*Exercise prompt*
Transcribe the records below exactly.

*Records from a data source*
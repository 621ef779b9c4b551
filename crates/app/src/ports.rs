//! Port definitions: traits that adapters implement.
//!
//! Ports are the boundaries between the console and the outside world.
//! Futures returned by ports are not required to be `Send`: the console
//! runs on a single-threaded UI event loop.

pub mod console_view;
pub mod node_api;

pub use console_view::ConsoleView;
pub use node_api::{ApiError, NodeApi};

*Solution*
repository 621ef779b9c4b551
filename crates/app/src/ports.rs
//! Port definitions: traits that adapters implement.
//!
//! Ports are the boundaries between the console and the outside world.
//! Futures returned by ports are not required to be `Send`: the console
//! runs on a single-threaded UI event loop.

pub mod console_view;
pub mod node_api;

pub use console_view::ConsoleView;
pub use node_api::{ApiError, NodeApi};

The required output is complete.